# Records supplied
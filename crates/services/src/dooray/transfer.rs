use bytes::Bytes;
use tracing::info;

use super::client::{ApiToken, DoorayClient, UploadPart};
use super::error::{Step, UpstreamError};
use super::model::{FileMeta, Member};

#[derive(Debug, Clone)]
pub struct DownloadedFile {
    pub name: String,
    pub bytes: Bytes,
}

/// Byte transfer between clients and the upstream drive.
pub struct FileTransfer {
    client: DoorayClient,
}

impl FileTransfer {
    pub fn new(client: DoorayClient) -> Self {
        Self { client }
    }

    /// Looks up the file's drive and name, then fetches its raw bytes.
    pub async fn download(
        &self,
        token: &ApiToken,
        file_id: &str,
    ) -> Result<DownloadedFile, UpstreamError> {
        let file_segment = urlencoding::encode(file_id);
        let meta: FileMeta = self
            .client
            .get_json(
                token,
                Step::Meta,
                &format!("/drive/v1/files/{}", file_segment),
                &[("media", "meta".to_string())],
            )
            .await?
            .ok_or_else(|| UpstreamError::malformed(Step::Meta, "empty file metadata"))?;

        let bytes = self
            .client
            .get_bytes(
                token,
                Step::Download,
                &format!(
                    "/drive/v1/drives/{}/files/{}",
                    urlencoding::encode(&meta.drive_id),
                    file_segment
                ),
                &[("media", "raw".to_string())],
            )
            .await?;

        info!(file_id, size = bytes.len(), "Downloaded upstream file");
        Ok(DownloadedFile {
            name: meta.name,
            bytes,
        })
    }

    /// Posts `upload` into `drive_id`, optionally under `parent_id`, and
    /// returns the upstream JSON body.
    pub async fn upload(
        &self,
        token: &ApiToken,
        drive_id: &str,
        parent_id: Option<&str>,
        upload: &UploadPart,
    ) -> Result<serde_json::Value, UpstreamError> {
        let query: Vec<(&str, String)> = parent_id
            .filter(|p| !p.is_empty())
            .map(|p| vec![("parentId", p.to_string())])
            .unwrap_or_default();

        let body = self
            .client
            .post_multipart(
                token,
                Step::Upload,
                &format!("/drive/v1/drives/{}/files", urlencoding::encode(drive_id)),
                &query,
                upload,
            )
            .await?;

        info!(drive_id, file_name = %upload.file_name, size = upload.bytes.len(), "Uploaded file upstream");
        Ok(body)
    }

    /// Display name of an organization member, `None` when the upstream has none.
    pub async fn member_name(
        &self,
        token: &ApiToken,
        member_id: &str,
    ) -> Result<Option<String>, UpstreamError> {
        let member: Option<Member> = self
            .client
            .get_json(
                token,
                Step::Member,
                &format!("/common/v1/members/{}", urlencoding::encode(member_id)),
                &[],
            )
            .await?;
        Ok(member.and_then(|m| m.name))
    }
}
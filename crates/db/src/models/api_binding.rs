use std::fmt;

use bson::{oid::ObjectId, DateTime};
use serde::{Deserialize, Serialize};

/// An upstream API token registered by a user.
///
/// `token` is stored as-is because the upstream expects the raw value in
/// its `Authorization` header. It must never leave the service: handlers
/// map bindings to a response type without it.
#[derive(Clone, Serialize, Deserialize)]
pub struct ApiBinding {
    #[serde(rename = "_id", skip_serializing_if = "Option::is_none")]
    pub id: Option<ObjectId>,
    pub user_id: ObjectId,
    pub title: String,
    pub token: String,
    #[serde(default)]
    pub is_connected: bool,
    pub created_at: DateTime,
    pub updated_at: DateTime,
    pub last_used_at: Option<DateTime>,
}

impl ApiBinding {
    pub const COLLECTION: &'static str = "api_bindings";
}

impl fmt::Debug for ApiBinding {
    fn fmt(&self, f: &mut fmt::Formatter<'_>) -> fmt::Result {
        f.debug_struct("ApiBinding")
            .field("id", &self.id)
            .field("user_id", &self.user_id)
            .field("title", &self.title)
            .field("token", &"***")
            .field("is_connected", &self.is_connected)
            .field("last_used_at", &self.last_used_at)
            .finish_non_exhaustive()
    }
}
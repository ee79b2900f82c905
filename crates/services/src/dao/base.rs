use bson::{doc, oid::ObjectId, Document};
use futures::TryStreamExt;
use mongodb::{Collection, Database};
use serde::{Deserialize, Serialize};
use thiserror::Error;
use tracing::debug;

#[derive(Debug, Error)]
pub enum DaoError {
    #[error("MongoDB error: {0}")]
    Mongo(#[from] mongodb::error::Error),
    #[error("BSON serialization error: {0}")]
    BsonSer(#[from] bson::ser::Error),
    #[error("Entity not found")]
    NotFound,
    #[error("Duplicate key: {0}")]
    DuplicateKey(String),
    #[error("Unexpected inserted id: {0}")]
    InsertedId(String),
}

pub type DaoResult<T> = Result<T, DaoError>;

pub struct BaseDao<T: Send + Sync> {
    collection: Collection<T>,
}

impl<T> BaseDao<T>
where
    T: Serialize + for<'de> Deserialize<'de> + Unpin + Send + Sync,
{
    pub fn new(db: &Database, collection_name: &str) -> Self {
        Self {
            collection: db.collection::<T>(collection_name),
        }
    }

    pub fn collection(&self) -> &Collection<T> {
        &self.collection
    }

    pub async fn find_by_id(&self, id: ObjectId) -> DaoResult<T> {
        self.collection
            .find_one(doc! { "_id": id })
            .await?
            .ok_or(DaoError::NotFound)
    }

    pub async fn find_one(&self, filter: Document) -> DaoResult<Option<T>> {
        Ok(self.collection.find_one(filter).await?)
    }

    pub async fn find_many(
        &self,
        filter: Document,
        sort: Option<Document>,
    ) -> DaoResult<Vec<T>> {
        let mut cursor = if let Some(sort) = sort {
            self.collection.find(filter).sort(sort).await?
        } else {
            self.collection.find(filter).await?
        };

        let mut results = Vec::new();
        while let Some(doc) = cursor.try_next().await? {
            results.push(doc);
        }
        Ok(results)
    }

    pub async fn insert_one(&self, doc: &T) -> DaoResult<ObjectId> {
        let result = self.collection.insert_one(doc).await.map_err(|e| {
            if let mongodb::error::ErrorKind::Write(mongodb::error::WriteFailure::WriteError(
                ref write_error,
            )) = *e.kind
            {
                if write_error.code == 11000 {
                    return DaoError::DuplicateKey(write_error.message.clone());
                }
            }
            DaoError::Mongo(e)
        })?;

        let id = result
            .inserted_id
            .as_object_id()
            .ok_or_else(|| DaoError::InsertedId(result.inserted_id.to_string()))?;
        debug!(?id, "Inserted document");
        Ok(id)
    }

    /// Applies `update`, stamping `updated_at` into its `$set`.
    pub async fn update_one(&self, filter: Document, update: Document) -> DaoResult<bool> {
        let mut final_update = update;
        if let Ok(set_doc) = final_update.get_document_mut("$set") {
            set_doc.insert("updated_at", bson::DateTime::now());
        } else {
            final_update.insert("$set", doc! { "updated_at": bson::DateTime::now() });
        }

        let result = self.collection.update_one(filter, final_update).await?;
        Ok(result.matched_count > 0)
    }

    pub async fn update_by_id(&self, id: ObjectId, update: Document) -> DaoResult<bool> {
        self.update_one(doc! { "_id": id }, update).await
    }

    pub async fn delete_by_id(&self, id: ObjectId) -> DaoResult<bool> {
        let result = self.collection.delete_one(doc! { "_id": id }).await?;
        Ok(result.deleted_count > 0)
    }

    pub async fn count(&self, filter: Document) -> DaoResult<u64> {
        Ok(self.collection.count_documents(filter).await?)
    }
}
use axum::{
    extract::{FromRef, FromRequestParts},
    http::{header, request::Parts},
};
use bson::oid::ObjectId;

use crate::{error::ApiError, state::AppState};

/// Session user taken from the JWT (Authorization header or `access_token` cookie).
///
/// Rejects with 401 before the handler body runs, so no upstream call is
/// made for an anonymous request.
#[derive(Debug, Clone)]
pub struct AuthUser {
    pub user_id: ObjectId,
}

impl<S> FromRequestParts<S> for AuthUser
where
    AppState: FromRef<S>,
    S: Send + Sync,
{
    type Rejection = ApiError;

    async fn from_request_parts(parts: &mut Parts, state: &S) -> Result<Self, Self::Rejection> {
        let app_state = AppState::from_ref(state);

        let token = bearer_token(parts)
            .or_else(|| cookie_token(parts))
            .ok_or_else(|| ApiError::Unauthorized("Login required".to_string()))?;

        let claims = app_state.auth.verify_access_token(&token)?;
        let user_id = ObjectId::parse_str(&claims.sub)
            .map_err(|_| ApiError::Unauthorized("Invalid user ID in token".to_string()))?;

        Ok(AuthUser { user_id })
    }
}

fn bearer_token(parts: &Parts) -> Option<String> {
    parts
        .headers
        .get(header::AUTHORIZATION)
        .and_then(|v| v.to_str().ok())
        .and_then(|v| v.strip_prefix("Bearer "))
        .map(|s| s.to_string())
}

fn cookie_token(parts: &Parts) -> Option<String> {
    parts
        .headers
        .get_all(header::COOKIE)
        .iter()
        .filter_map(|v| v.to_str().ok())
        .flat_map(|cookies| cookies.split(';'))
        .find_map(|cookie| cookie.trim().strip_prefix("access_token=").map(|s| s.to_string()))
}
use bson::oid::ObjectId;
use drivegate_db::models::IdentityProvider;
use drivegate_services::AuthService;
use drivegate_services::binding::BindingStore;
use drivegate_services::dao::{api_binding::ApiBindingDao, user::UserDao};

use super::test_app::TestApp;

pub struct SeededUser {
    pub id: ObjectId,
    pub email: String,
    pub access_token: String,
}

impl TestApp {
    /// Insert a user directly and mint a session token for it.
    pub async fn seed_user(&self, name: &str) -> SeededUser {
        let email = format!("{}@example.com", name);
        let user = UserDao::new(&self.db)
            .create(name.to_string(), email.clone(), IdentityProvider::Google)
            .await
            .expect("Failed to seed user");
        let id = user.id.expect("Seeded user has no id");

        let access_token = AuthService::new(self.settings.jwt.clone())
            .issue_access_token(id, &email, name)
            .expect("Failed to issue access token");

        SeededUser {
            id,
            email,
            access_token,
        }
    }

    /// Insert an api binding holding `token`, optionally already connected.
    pub async fn seed_binding(
        &self,
        user: &SeededUser,
        title: &str,
        token: &str,
        connected: bool,
    ) -> ObjectId {
        let dao = ApiBindingDao::new(&self.db);
        let binding = dao
            .create(user.id, title.to_string(), token.to_string())
            .await
            .expect("Failed to seed binding");
        let id = binding.id.expect("Seeded binding has no id");
        if connected {
            dao.set_connected(id, true)
                .await
                .expect("Failed to connect binding");
        }
        id
    }

    pub async fn binding_connected(&self, binding_id: ObjectId) -> bool {
        ApiBindingDao::new(&self.db)
            .find(binding_id)
            .await
            .expect("Failed to load binding")
            .map(|b| b.is_connected)
            .unwrap_or(false)
    }

    pub fn auth_get(&self, path: &str, token: &str) -> reqwest::RequestBuilder {
        self.client
            .get(self.url(path))
            .header("Authorization", format!("Bearer {}", token))
    }

    pub fn auth_post(&self, path: &str, token: &str) -> reqwest::RequestBuilder {
        self.client
            .post(self.url(path))
            .header("Authorization", format!("Bearer {}", token))
    }
}
use drivegate_api::{build_router, state::AppState};
use drivegate_config::Settings;
use drivegate_db::{connect, indexes::ensure_indexes};
use tracing::info;
use tracing_subscriber::{layer::SubscriberExt, util::SubscriberInitExt};

#[tokio::main]
async fn main() -> anyhow::Result<()> {
    // Load .env file (silently ignore if missing)
    dotenvy::dotenv().ok();

    tracing_subscriber::registry()
        .with(tracing_subscriber::EnvFilter::try_from_default_env().unwrap_or_else(|_| {
            "drivegate_api=debug,drivegate_services=debug,drivegate_db=debug,tower_http=debug"
                .into()
        }))
        .with(tracing_subscriber::fmt::layer())
        .init();

    let settings = Settings::load()?;
    info!("Starting drivegate API on {}:{}", settings.app.host, settings.app.port);
    info!(
        upstream = %settings.dooray.base_url,
        file_page_size = settings.dooray.file_page_size,
        follow_file_pages = settings.dooray.follow_file_pages,
        max_file_pages = settings.dooray.max_file_pages,
        "Upstream config"
    );

    let db = connect(&settings).await?;
    ensure_indexes(&db).await?;

    let app_state = AppState::new(db, settings.clone())?;
    let app = build_router(app_state);

    let addr = format!("{}:{}", settings.app.host, settings.app.port);
    let listener = tokio::net::TcpListener::bind(&addr).await?;
    info!("Listening on {}", addr);

    axum::serve(listener, app).await?;

    Ok(())
}
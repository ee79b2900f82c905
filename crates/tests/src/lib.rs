pub mod fixtures;

#[cfg(test)]
mod binding_tests;
#[cfg(test)]
mod drive_tests;
#[cfg(test)]
mod recent_tests;
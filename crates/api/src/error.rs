use axum::{
    Json,
    http::StatusCode,
    response::{IntoResponse, Response},
};
use drivegate_services::ResolveError;
use drivegate_services::auth::AuthError;
use drivegate_services::dao::base::DaoError;
use drivegate_services::dooray::UpstreamError;
use drivegate_services::recent::RecentError;
use serde::Serialize;
use tracing::error;

#[derive(Debug)]
pub enum ApiError {
    NotFound(String),
    BadRequest(String),
    Unauthorized(String),
    Forbidden(String),
    Internal(String),
    BadGateway(String),
    /// Upstream status and body forwarded as-is.
    Passthrough(StatusCode, String),
}

#[derive(Serialize)]
struct ErrorResponse {
    error: String,
    message: String,
}

impl IntoResponse for ApiError {
    fn into_response(self) -> Response {
        let (status, error_type, message) = match self {
            ApiError::NotFound(msg) => (StatusCode::NOT_FOUND, "not_found", msg),
            ApiError::BadRequest(msg) => (StatusCode::BAD_REQUEST, "bad_request", msg),
            ApiError::Unauthorized(msg) => (StatusCode::UNAUTHORIZED, "unauthorized", msg),
            ApiError::Forbidden(msg) => (StatusCode::FORBIDDEN, "forbidden", msg),
            ApiError::Internal(msg) => (StatusCode::INTERNAL_SERVER_ERROR, "internal", msg),
            ApiError::BadGateway(msg) => (StatusCode::BAD_GATEWAY, "bad_gateway", msg),
            ApiError::Passthrough(status, body) => return (status, body).into_response(),
        };

        let body = ErrorResponse {
            error: error_type.to_string(),
            message,
        };

        (status, Json(body)).into_response()
    }
}

impl From<DaoError> for ApiError {
    fn from(err: DaoError) -> Self {
        match err {
            DaoError::NotFound => ApiError::NotFound("Resource not found".to_string()),
            other => {
                error!(error = %other, "Storage failure");
                ApiError::Internal(other.to_string())
            }
        }
    }
}

impl From<AuthError> for ApiError {
    fn from(err: AuthError) -> Self {
        match err {
            AuthError::TokenExpired => ApiError::Unauthorized("Token expired".to_string()),
            AuthError::InvalidToken(msg) => ApiError::Unauthorized(msg),
        }
    }
}

impl From<ResolveError> for ApiError {
    fn from(err: ResolveError) -> Self {
        match err {
            ResolveError::Unauthenticated => {
                ApiError::Unauthorized("Login required".to_string())
            }
            ResolveError::NotFound => ApiError::NotFound("Api binding not found".to_string()),
            ResolveError::Forbidden => {
                ApiError::Forbidden("Api binding belongs to another user".to_string())
            }
            ResolveError::Storage(e) => e.into(),
        }
    }
}

impl From<RecentError> for ApiError {
    fn from(err: RecentError) -> Self {
        match err {
            RecentError::Storage(e) => e.into(),
        }
    }
}

impl From<UpstreamError> for ApiError {
    fn from(err: UpstreamError) -> Self {
        error!(step = %err.step(), error = %err, "Upstream call failed");
        ApiError::BadGateway(err.to_string())
    }
}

# Exercise aim
Wherever "impl" occurs in the entries above, copy the line it sits on.

# Result of this task
impl FileTransfer {
impl ApiBinding {
impl fmt::Debug for ApiBinding {
impl<T> BaseDao<T>
impl<S> FromRequestParts<S> for AuthUser
impl TestApp {
impl IntoResponse for ApiError {
impl From<DaoError> for ApiError {
impl From<AuthError> for ApiError {
impl From<ResolveError> for ApiError {
impl From<RecentError> for ApiError {
impl From<UpstreamError> for ApiError {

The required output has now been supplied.